Materials and Methods 64 patients with suspected post-traumatic internal derangement of the knee who underwent MRI prior to arthroscopy were evaluated. All patients initially had MR imaging of the symptomatic knee using a standard protocol in a Siemens Symphony 1.5 Tesle Magnetom. MR images were then interpreted and reported by 2 radiologists experienced in MR and skeletal radiology. Meniscal tears were graded according to the system validated by Lotysch. A Grade 3 signal was considered unequivocal evidence of a meniscal tear. Equivocal tears (Grade 2/3 signal) were diagnosed if it was unclear if there was a small portion of normal intact meniscal tissue between a linear high signal in the meniscus and the articular surface abutting the meniscus.

Arthroscopy was subsequently performed by senior surgeons aware of the MR findings within 2 weeks of imaging.

Patients were re-assessed clinically and evaluated functionally at a mean follow-up time of 5 months. Radiographic, arthroscopic and clinical results were then correlated and evaluated.

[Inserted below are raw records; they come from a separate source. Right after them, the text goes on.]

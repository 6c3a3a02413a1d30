//! Auth commands - login, status and logout for both providers
//!
//! Tokens are kept in one JSON file per provider, at the paths configured
//! in `source.token_file` and `destination.token_file`.

use std::path::Path;

use anyhow::{bail, Context, Result};
use chrono::Utc;
use clap::Subcommand;
use tracing::info;

use cloudmirror_auth::InteractiveLogin;
use cloudmirror_core::ports::Tokens;

use super::{load_config, Side};
use crate::output::{get_formatter, OutputFormat, OutputFormatter};

#[derive(Debug, Subcommand)]
pub enum AuthCommand {
    /// Sign in through the browser and store the tokens
    Login {
        #[arg(value_enum)]
        side: Side,
    },
    /// Show which providers have stored credentials
    Status,
    /// Remove stored credentials
    Logout {
        #[arg(value_enum)]
        side: Side,
    },
}

impl AuthCommand {
    pub async fn execute(&self, config_path: &Path, format: OutputFormat) -> Result<()> {
        let fmt = get_formatter(format);
        match self {
            AuthCommand::Login { side } => execute_login(*side, config_path, &*fmt, format).await,
            AuthCommand::Status => execute_status(config_path, &*fmt, format),
            AuthCommand::Logout { side } => execute_logout(*side, config_path, &*fmt, format),
        }
    }
}

async fn execute_login(
    side: Side,
    config_path: &Path,
    fmt: &dyn OutputFormatter,
    format: OutputFormat,
) -> Result<()> {
    let config = load_config(config_path)?;
    let oauth = side.oauth_config(&config);
    if oauth.client_id.trim().is_empty() {
        bail!(
            "No client_id configured for {}. Set it in {}",
            oauth.provider,
            config_path.display()
        );
    }

    let store = side.token_file(&config);
    info!(provider = %oauth.provider, token_file = %store.path().display(), "Starting login");

    fmt.info(&format!("Opening browser for {} login...", oauth.provider));
    let provider = oauth.provider.clone();
    let tokens = InteractiveLogin::new(oauth)
        .login(&store)
        .await
        .context("OAuth2 login failed")?;

    if format == OutputFormat::Json {
        fmt.print_json(&serde_json::json!({
            "success": true,
            "provider": provider,
            "token_file": store.path().display().to_string(),
            "expires_at": tokens.expires_at.to_rfc3339(),
        }));
    } else {
        fmt.success(&format!("Logged in to {provider}"));
        fmt.field("Token file", &store.path().display().to_string());
        fmt.field("Expires at", &tokens.expires_at.to_rfc3339());
    }
    Ok(())
}

/// One-word state of a stored token
fn token_state(tokens: Option<&Tokens>) -> &'static str {
    match tokens {
        None => "not_logged_in",
        Some(t) if !t.is_expired() => "valid",
        Some(t) if t.refresh_token.is_some() => "refreshable",
        Some(_) => "expired",
    }
}

fn execute_status(config_path: &Path, fmt: &dyn OutputFormatter, format: OutputFormat) -> Result<()> {
    let config = load_config(config_path)?;
    let mut report = Vec::new();

    for side in [Side::Source, Side::Destination] {
        let provider = side.oauth_config(&config).provider;
        let store = side.token_file(&config);
        let tokens = store
            .load()
            .with_context(|| format!("Failed to read {}", store.path().display()))?;
        let state = token_state(tokens.as_ref());

        if format == OutputFormat::Human {
            match (&tokens, state) {
                (None, _) => fmt.warn(&format!("{provider}: not logged in")),
                (Some(t), "valid") => fmt.success(&format!(
                    "{provider}: logged in, token valid for {} more minutes",
                    (t.expires_at - Utc::now()).num_minutes()
                )),
                (Some(_), "refreshable") => {
                    fmt.success(&format!("{provider}: logged in, token will be refreshed on next use"))
                }
                (Some(_), _) => fmt.warn(&format!(
                    "{provider}: token expired; run 'cloudmirror auth login {}'",
                    if side == Side::Source { "source" } else { "destination" }
                )),
            }
            fmt.field("Token file", &store.path().display().to_string());
        }

        report.push(serde_json::json!({
            "provider": provider,
            "state": state,
            "token_file": store.path().display().to_string(),
            "expires_at": tokens.as_ref().map(|t| t.expires_at.to_rfc3339()),
        }));
    }

    fmt.print_json(&serde_json::json!({ "providers": report }));
    Ok(())
}

fn execute_logout(
    side: Side,
    config_path: &Path,
    fmt: &dyn OutputFormatter,
    format: OutputFormat,
) -> Result<()> {
    let config = load_config(config_path)?;
    let provider = side.oauth_config(&config).provider;
    let store = side.token_file(&config);

    store
        .clear()
        .with_context(|| format!("Failed to remove {}", store.path().display()))?;

    if format == OutputFormat::Json {
        fmt.print_json(&serde_json::json!({ "success": true, "provider": provider }));
    } else {
        fmt.success(&format!("Logged out of {provider}"));
    }
    Ok(())
}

Results There were 48 males and 16 females in the group, with a mean age of 28.2 years.. Tears of the posterior horn of the medial meniscus were reported on MRI unequivocally (Grade 3 signal) in 18 patients and equivocally (Grade 2/3 signal) in 10 patients. Subsequent arthroscopic correlation revealed 16 tears (89%) in the unequivocal group and only one tear (10%) in the equivocal group.

Discusion The finding that only 10% of patients with an equivocal tear in the posterior horn of the medial meniscus on MRI were subsequently found to have a tear on arthroscopy would suggest that early arthroscopic intervention is not warranted in these cases. We suggest that unless symptoms persist over the course of 3 to 6 months, or if a more compelling symptom complex develops, only then should arthroscopic evaluation be considered.

Conclusion Equivocal tears on MRI of the posterior horn of the medial meniscus have a low rate of arthroscopically detected tears and a trial of conservative therapy may be prudent in such cases.